Extracted records:
------------------------------------

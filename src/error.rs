//! Unified error types for cnikit

use std::fmt;
use std::io;
use std::path::PathBuf;
use thiserror::Error;

/// Main error type for cnikit operations
#[derive(Error, Debug)]
pub enum Error {
    // Argument errors
    #[error("Invalid argument: {0}")]
    InvalidArgument(String),

    #[error("Out of memory")]
    OutOfMemory,

    #[error("{0}")]
    InvalidAddress(String),

    #[error("{field} is required")]
    MissingField { field: &'static str },

    // Result errors
    #[error("parse json failed: {0}")]
    Parse(String),

    #[error("Convert {what} failed: {reason}")]
    Conversion { what: String, reason: String },

    // Config errors
    #[error("Failed to read config file '{path}': {source}")]
    ConfigRead { path: PathBuf, source: io::Error },

    #[error("Error parsing configuration: {0}")]
    ConfigParse(String),

    #[error("Config validation failed: {0}")]
    ConfigValidation(String),

    #[error("No network config named '{name}' found in {dir}: {cause}")]
    NotFound {
        name: String,
        dir: PathBuf,
        cause: NotFoundCause,
    },

    // IO errors
    #[error("IO error: {0}")]
    Io(#[from] io::Error),

    #[error("Serialization failed: {0}")]
    Serialization(String),
}

impl Error {
    /// Allocation failures are recoverable and may be retried later
    pub fn is_out_of_memory(&self) -> bool {
        matches!(self, Error::OutOfMemory)
    }

    /// True for every flavor of "nothing matched" from directory discovery
    pub fn is_not_found(&self) -> bool {
        matches!(self, Error::NotFound { .. })
    }

    pub(crate) fn conversion(what: impl Into<String>, reason: impl fmt::Display) -> Self {
        Error::Conversion {
            what: what.into(),
            reason: reason.to_string(),
        }
    }
}

impl From<std::collections::TryReserveError> for Error {
    fn from(_: std::collections::TryReserveError) -> Self {
        Error::OutOfMemory
    }
}

/// Why a lookup by network name came back empty
#[derive(Debug, Clone, PartialEq, Eq)]
pub enum NotFoundCause {
    /// The directory holds no file with a recognized extension
    NoConfigFiles,
    /// Every candidate failed to parse; one diagnostic per file, in scan order
    AllUnparsable(Vec<(PathBuf, String)>),
    /// Files parsed but none carried the requested name; `failures` holds the
    /// diagnostics of the files that were skipped along the way
    NoMatch {
        parsed: usize,
        failures: Vec<(PathBuf, String)>,
    },
}

impl fmt::Display for NotFoundCause {
    fn fmt(&self, f: &mut fmt::Formatter<'_>) -> fmt::Result {
        match self {
            NotFoundCause::NoConfigFiles => write!(f, "no config files"),
            NotFoundCause::AllUnparsable(failures) => {
                write!(f, "all {} config files failed to parse", failures.len())?;
                write_failures(f, failures)
            }
            NotFoundCause::NoMatch { parsed, failures } => {
                write!(f, "no match among {} parsed config files", parsed)?;
                if !failures.is_empty() {
                    write!(f, ", {} skipped", failures.len())?;
                }
                write_failures(f, failures)
            }
        }
    }
}

fn write_failures(f: &mut fmt::Formatter<'_>, failures: &[(PathBuf, String)]) -> fmt::Result {
    for (path, reason) in failures {
        write!(f, "; {}: {}", path.display(), reason)?;
    }
    Ok(())
}

/// Result type alias for cnikit operations
pub type Result<T> = std::result::Result<T, Error>;
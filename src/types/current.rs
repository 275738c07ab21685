//! Current-version result layout

use crate::schema::WireObject;
use serde::{Deserialize, Deserializer, Serialize};
use serde_json::{Map, Value};

/// Result document as a plugin prints it
#[derive(Debug, Clone, Default, PartialEq, Serialize, Deserialize)]
#[serde(rename_all = "camelCase")]
pub struct CurrentResult {
    pub cni_version: String,

    #[serde(default, deserialize_with = "null_as_empty", skip_serializing_if = "Vec::is_empty")]
    pub interfaces: Vec<NetworkInterface>,

    #[serde(default, deserialize_with = "null_as_empty", skip_serializing_if = "Vec::is_empty")]
    pub ips: Vec<NetworkIpConfig>,

    #[serde(default, deserialize_with = "null_as_empty", skip_serializing_if = "Vec::is_empty")]
    pub routes: Vec<NetworkRoute>,

    #[serde(default, skip_serializing_if = "Option::is_none")]
    pub dns: Option<NetworkDns>,

    /// Keys outside the schema, carried through untouched
    #[serde(flatten)]
    pub extra: Map<String, Value>,
}

impl WireObject for CurrentResult {
    fn unknown_fields(&self) -> Vec<&str> {
        self.extra.keys().map(String::as_str).collect()
    }
}

#[derive(Debug, Clone, Default, PartialEq, Serialize, Deserialize)]
pub struct NetworkInterface {
    #[serde(default)]
    pub name: String,

    #[serde(default, skip_serializing_if = "Option::is_none")]
    pub mac: Option<String>,

    #[serde(default, skip_serializing_if = "Option::is_none")]
    pub sandbox: Option<String>,
}

#[derive(Debug, Clone, Default, PartialEq, Serialize, Deserialize)]
pub struct NetworkIpConfig {
    /// CIDR; optional on the wire so a missing value fails conversion, not parsing
    #[serde(default, skip_serializing_if = "Option::is_none")]
    pub address: Option<String>,

    #[serde(default, skip_serializing_if = "Option::is_none")]
    pub gateway: Option<String>,

    #[serde(default, skip_serializing_if = "Option::is_none")]
    pub version: Option<String>,

    #[serde(default, skip_serializing_if = "Option::is_none")]
    pub interface: Option<i32>,
}

#[derive(Debug, Clone, Default, PartialEq, Serialize, Deserialize)]
pub struct NetworkRoute {
    #[serde(default, skip_serializing_if = "Option::is_none")]
    pub dst: Option<String>,

    #[serde(default, skip_serializing_if = "Option::is_none")]
    pub gw: Option<String>,
}

#[derive(Debug, Clone, Default, PartialEq, Serialize, Deserialize)]
pub struct NetworkDns {
    #[serde(default, deserialize_with = "null_as_empty", skip_serializing_if = "Vec::is_empty")]
    pub nameservers: Vec<String>,

    #[serde(default, skip_serializing_if = "Option::is_none")]
    pub domain: Option<String>,

    #[serde(default, deserialize_with = "null_as_empty", skip_serializing_if = "Vec::is_empty")]
    pub search: Vec<String>,

    #[serde(default, deserialize_with = "null_as_empty", skip_serializing_if = "Vec::is_empty")]
    pub options: Vec<String>,
}

/// Read an explicit `null` list the same as an absent one
fn null_as_empty<'de, D, T>(deserializer: D) -> Result<Vec<T>, D::Error>
where
    D: Deserializer<'de>,
    T: Deserialize<'de>,
{
    Option::<Vec<T>>::deserialize(deserializer).map(Option::unwrap_or_default)
}

#[cfg(test)]
mod tests {
    use super::*;
    use crate::schema;

    #[test]
    fn test_parse_minimal_result() {
        let json = r#"{"cniVersion":"1.0.0","dns":{}}"#;
        let parsed = schema::parse::<CurrentResult>(json).unwrap();

        assert_eq!(parsed.value.cni_version, "1.0.0");
        assert!(parsed.value.interfaces.is_empty());
        assert!(parsed.value.dns.is_some());
        assert!(parsed.notice.is_none());
    }

    #[test]
    fn test_parse_reports_unknown_fields() {
        let json = r#"{"cniVersion":"1.0.0","dns":{},"bogus":1}"#;
        let parsed = schema::parse::<CurrentResult>(json).unwrap();

        assert_eq!(parsed.notice.as_deref(), Some("unknown fields: bogus"));
        assert_eq!(parsed.value.extra["bogus"], 1);
    }

    #[test]
    fn test_serialize_omits_empty_collections() {
        let result = CurrentResult {
            cni_version: "1.0.0".into(),
            dns: Some(NetworkDns::default()),
            ..Default::default()
        };
        let text = schema::serialize(&result).unwrap();
        assert_eq!(text, r#"{"cniVersion":"1.0.0","dns":{}}"#);
    }

    #[test]
    fn test_parse_null_lists_as_empty() {
        let json = r#"{"cniVersion":"1.0.0","interfaces":null,"ips":null,"routes":null,
            "dns":{"nameservers":null,"search":null,"options":null}}"#;
        let parsed = schema::parse::<CurrentResult>(json).unwrap();

        assert!(parsed.value.interfaces.is_empty());
        assert!(parsed.value.ips.is_empty());
        assert!(parsed.value.routes.is_empty());
        let dns = parsed.value.dns.unwrap();
        assert!(dns.nameservers.is_empty());
        assert!(dns.search.is_empty());
        assert!(dns.options.is_empty());
        assert!(parsed.notice.is_none());
    }

    #[test]
    fn test_parse_rejects_missing_version() {
        assert!(schema::parse::<CurrentResult>(r#"{"dns":{}}"#).is_err());
    }
}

------------------------------------

Work required:
Look over the entries for "NetworkRoute", then copy every line that includes that string.

Task response:
    pub routes: Vec<NetworkRoute>,
pub struct NetworkRoute {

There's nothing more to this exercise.